I get to sit in the front row because I am the condemned one. My father sits next to me, his long legs stretched out. He’s still young, vigorous. I can feel the vitality flowing through his veins. My mother comes in, then leaves.
A long line of people who know me pass in front of me. Many won’t look at me; they refuse to see me. A long-ago lover is there, crying. She’s someone who once awoke a childlike joy and silliness in me. She hugs me; I feel love. I say to myself: I guess I know who my friends are.
I begin giving things away. I give my sister three things – the books in my cell, my notebooks, and my copy of my favorite book. I want her to read them, learn from them, be happy. I would like to have her with me when I die, holding my hand as I lie on the gurney. I picture the tubes I’ll be hooked up to, the drugs that will drip through them into me: a powerful overdose of sedative, the second will stop my heart.
I’ll die alone.
Except for the witnesses. I don’t know what to say to my victims’ families. “I’m sorry” seems so inadequate.

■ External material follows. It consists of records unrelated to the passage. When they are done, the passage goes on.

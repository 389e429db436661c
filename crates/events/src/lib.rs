//! The inbound event pipeline (§4.2): chat-message decision table, webhook
//! signature/replay/idempotency handling, subscription-event narration,
//! shared-chat session bookkeeping, and the channel-points redemption state
//! machine (§4.4). `ttsrelay-gateway` and `ttsrelay-cli` wire these modules
//! to the HTTP surface, the state store, and the cross-instance bus.

pub mod chat_pipeline;
pub mod command_router;
pub mod error;
pub mod platform_api;
pub mod redemption;
pub mod session_registry;
pub mod subscription;
pub mod text_transform;
pub mod webhook;

pub use chat_pipeline::{decide, preprocess, ChatDecision, ChatLine};
pub use command_router::{CommandOutcome, CommandRouter, PrefixCommandRouter, TTS_SELF_COMMAND};
pub use error::{Context, Error, Result};
pub use platform_api::{HelixPlatformApi, PlatformApi};
pub use redemption::{
    check_content_policy, handle_add, handle_update, PolicyViolation, RedemptionEvent,
    RedemptionOutcome, RedemptionPendingCache, RedemptionStatus,
};
pub use session_registry::SessionRegistry;
pub use subscription::{dispatch as dispatch_subscription, SubscriptionEvent, ANONYMOUS_SPEAKER, EVENT_SPEAKER};
pub use text_transform::substitute_urls;
pub use webhook::{
    check_replay_window, verify_signature, ProcessedMessageWindow, WebhookHeaders,
    MESSAGE_TYPE_NOTIFICATION, MESSAGE_TYPE_REVOCATION, MESSAGE_TYPE_VERIFICATION,
};
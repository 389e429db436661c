use serde::{Deserialize, Serialize};

/// Frames sent from the gateway to overlay WebSocket clients (§4.3).
#[derive(Debug, Clone, PartialEq, Serialize, Deserialize)]
#[serde(tag = "type")]
pub enum OverlayFrame {
    #[serde(rename = "registered")]
    Registered {
        channel: String,
        message: String,
    },
    #[serde(rename = "playAudio")]
    PlayAudio { url: String },
    #[serde(rename = "stopAudio")]
    StopAudio,
}

impl OverlayFrame {
    pub fn registered(channel: impl Into<String>) -> Self {
        Self::Registered {
            channel: channel.into(),
            message: "connected".to_string(),
        }
    }

    pub fn to_json(&self) -> String {
        serde_json::to_string(self).unwrap_or_else(|_| "{}".to_string())
    }
}

#[cfg(test)]
mod tests {
    use super::*;

    #[test]
    fn play_audio_serializes_with_tag() {
        let frame = OverlayFrame::PlayAudio { url: "https://x/y.mp3".into() };
        let json = frame.to_json();
        assert!(json.contains("\"type\":\"playAudio\""));
        assert!(json.contains("https://x/y.mp3"));
    }

    #[test]
    fn stop_audio_serializes_without_payload() {
        let json = OverlayFrame::StopAudio.to_json();
        assert_eq!(json, "{\"type\":\"stopAudio\"}");
    }
}
use sqlx::SqlitePool;

use crate::error::Result;

/// Create the backing tables for the state-store collections named in §6.
/// Schema is also shipped as sqlx migrations for production deployments;
/// this is retained so in-memory test pools can self-initialize.
#[doc(hidden)]
pub async fn init(pool: &SqlitePool) -> Result<()> {
    sqlx::query(
        r#"CREATE TABLE IF NOT EXISTS tts_channel_configs (
            login      TEXT    PRIMARY KEY,
            config     TEXT    NOT NULL,
            updated_at INTEGER NOT NULL
        )"#,
    )
    .execute(pool)
    .await?;

    sqlx::query(
        r#"CREATE TABLE IF NOT EXISTS tts_user_preferences (
            username   TEXT    PRIMARY KEY,
            prefs      TEXT    NOT NULL,
            updated_at INTEGER NOT NULL
        )"#,
    )
    .execute(pool)
    .await?;

    sqlx::query(
        r#"CREATE TABLE IF NOT EXISTS managed_channels (
            login         TEXT    PRIMARY KEY,
            is_active     INTEGER NOT NULL DEFAULT 1,
            overlay_token TEXT,
            updated_at    INTEGER NOT NULL
        )"#,
    )
    .execute(pool)
    .await?;

    sqlx::query(
        r#"CREATE TABLE IF NOT EXISTS chat_leader_lease (
            id         INTEGER PRIMARY KEY CHECK (id = 1),
            holder_id  TEXT    NOT NULL,
            updated_at INTEGER NOT NULL,
            expires_at INTEGER NOT NULL
        )"#,
    )
    .execute(pool)
    .await?;

    sqlx::query(
        r#"CREATE TABLE IF NOT EXISTS tts_queue_persistence (
            login      TEXT    PRIMARY KEY,
            snapshot   TEXT    NOT NULL,
            updated_at INTEGER NOT NULL
        )"#,
    )
    .execute(pool)
    .await?;

    Ok(())
}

Another friend, young and vigorous like my dad, stops and says, “You’re going to a better place,” she says. “I’ll see you there.” I remember how Sandi said that, too, before she died: “I’ll see you on the other side.”

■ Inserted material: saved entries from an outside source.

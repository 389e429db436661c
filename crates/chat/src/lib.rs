//! Chat ingress (§4.5): leader-elected connection lifecycle, credential
//! refresh, and channel sync against the managed-channels store.
//!
//! This crate is organized as ports (`lease::LeaseHolder`,
//! `recovery::ChatClient`) around a concrete wire transport
//! (`transport::OutboundQueue` and the lifecycle states it shares with the
//! recovery state machine), matching the rest of the workspace's
//! port/adapter boundaries.

pub mod channel_sync;
pub mod error;
pub mod identity;
pub mod irc;
pub mod lease;
pub mod recovery;
pub mod secret_cache;
pub mod transport;

pub use channel_sync::{diff as diff_channels, ChannelDiff};
pub use error::{Context, Error, Result};
pub use identity::{IdentityClient, IssuedToken};
pub use irc::TwitchChatClient;
pub use lease::{run_lease_loop, LeaseHolder};
pub use recovery::{ChatClient, RecoveryCoordinator};
pub use secret_cache::SecretCache;
pub use transport::{DisconnectReason, OutboundQueue, TransportEvent, TransportState};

A buzzer rings. It’s time to go. My two companions give me paper to finish writing down to whom my things will go.
I wake up, go downstairs and write the dream down.
This dream seems clear. The loneliness of death, the abandonment by some friends and family, the few who still loved me. Yet, I was in the care of those two women, strangers I could rely on, to whom I gave myself over. They were saints – selfless, working for a higher good.

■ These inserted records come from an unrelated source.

use std::{sync::Arc, time::Duration};

use tokio::sync::RwLock;
use ttsrelay_protocol::{Channel, STATE_CACHE_TTL_SECS};

use crate::{cache::TtlCache, channel_store::SqliteChannelStore, error::Result};

/// Read-through cache over channel configs (§4.6): reads consult the cache
/// first, populate it on miss, and writes invalidate the entry immediately.
/// All reads outside the lease and snapshot operations tolerate staleness up
/// to `STATE_CACHE_TTL_SECS`.
pub struct CachedChannelStore {
    inner: SqliteChannelStore,
    cache: RwLock<TtlCache<String, Arc<Channel>>>,
}

impl CachedChannelStore {
    pub fn new(inner: SqliteChannelStore) -> Self {
        Self {
            inner,
            cache: RwLock::new(TtlCache::new(
                Duration::from_secs(STATE_CACHE_TTL_SECS),
                10_000,
            )),
        }
    }

    pub async fn get(&self, login: &str) -> Result<Option<Arc<Channel>>> {
        let key = login.to_lowercase();
        {
            let mut cache = self.cache.write().await;
            cache.evict_expired();
            if let Some(hit) = cache.get(&key) {
                return Ok(Some(Arc::clone(hit)));
            }
        }
        let loaded = self.inner.get(&key).await?.map(Arc::new);
        if let Some(channel) = &loaded {
            self.cache.write().await.insert(key, Arc::clone(channel));
        }
        Ok(loaded)
    }

    pub async fn upsert(&self, channel: &Channel) -> Result<()> {
        self.inner.upsert(channel).await?;
        self.cache.write().await.remove(&channel.login.to_lowercase());
        Ok(())
    }

    pub async fn delete(&self, login: &str) -> Result<()> {
        self.inner.delete(login).await?;
        self.cache.write().await.remove(&login.to_lowercase());
        Ok(())
    }
}

#[allow(clippy::unwrap_used)]
#[cfg(test)]
mod tests {
    use super::*;
    use sqlx::SqlitePool;

    async fn test_store() -> CachedChannelStore {
        let pool = SqlitePool::connect("sqlite::memory:").await.unwrap();
        crate::schema::init(&pool).await.unwrap();
        CachedChannelStore::new(SqliteChannelStore::new(pool))
    }

    #[tokio::test]
    async fn upsert_invalidates_cached_entry() {
        let store = test_store().await;
        let mut ch = Channel::new("c");
        store.upsert(&ch).await.unwrap();
        assert!(!store.get("c").await.unwrap().unwrap().engine_enabled);

        ch.engine_enabled = true;
        store.upsert(&ch).await.unwrap();
        assert!(store.get("c").await.unwrap().unwrap().engine_enabled);
    }

    #[tokio::test]
    async fn second_read_is_served_from_cache() {
        let store = test_store().await;
        let ch = Channel::new("c");
        store.upsert(&ch).await.unwrap();

        let first = store.get("c").await.unwrap().unwrap();
        let second = store.get("c").await.unwrap().unwrap();
        assert!(Arc::ptr_eq(&first, &second));
    }
}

Midway through my career, I had to work daily with a woman named Marie. She made my life hell – roadblocks, rudeness, poor treatment. I never felt like a real person to her.
When she was diagnosed with breast cancer, Stage IV, she moved to Florida for experimental treatment. Periodically, I’d I hear about how she was doing via the grapevine.
One morning, I was at my desk and suddenly felt her presence. I could see her face clearly. She was smiling. Spirit to spirit, she said: “Ann, I’m sorry that I treated you so poorly. I just didn’t know. Now I can see it all. Nothing connected to the petty things we feel while we’re in our bodies really matters. I’m sorry – I just didn’t know.” A feeling of peace settled around me. It was 10:30 a.m.
Later that same day, I heard Marie had died that morning.
This is what I mean by saint: someone who’s beyond our poor human condition of being mired in who’s right, who’s wrong.
Marie knew something that I didn’t because she’d gone before me. What she told me, I remembered that morning after the dream: that the anger and bitterness that I was feeling about my lover, all the painful experiences tied to the details of our contentiousness – none of it was important, not really.
I said that to myself: “This argument, it’s not important, not really.”
That morning at work when Marie came to me, it was real. It wasn’t a mere anecdote, an entertaining story to tell. No. It was a lesson, a blessing. Paz, paix, peace.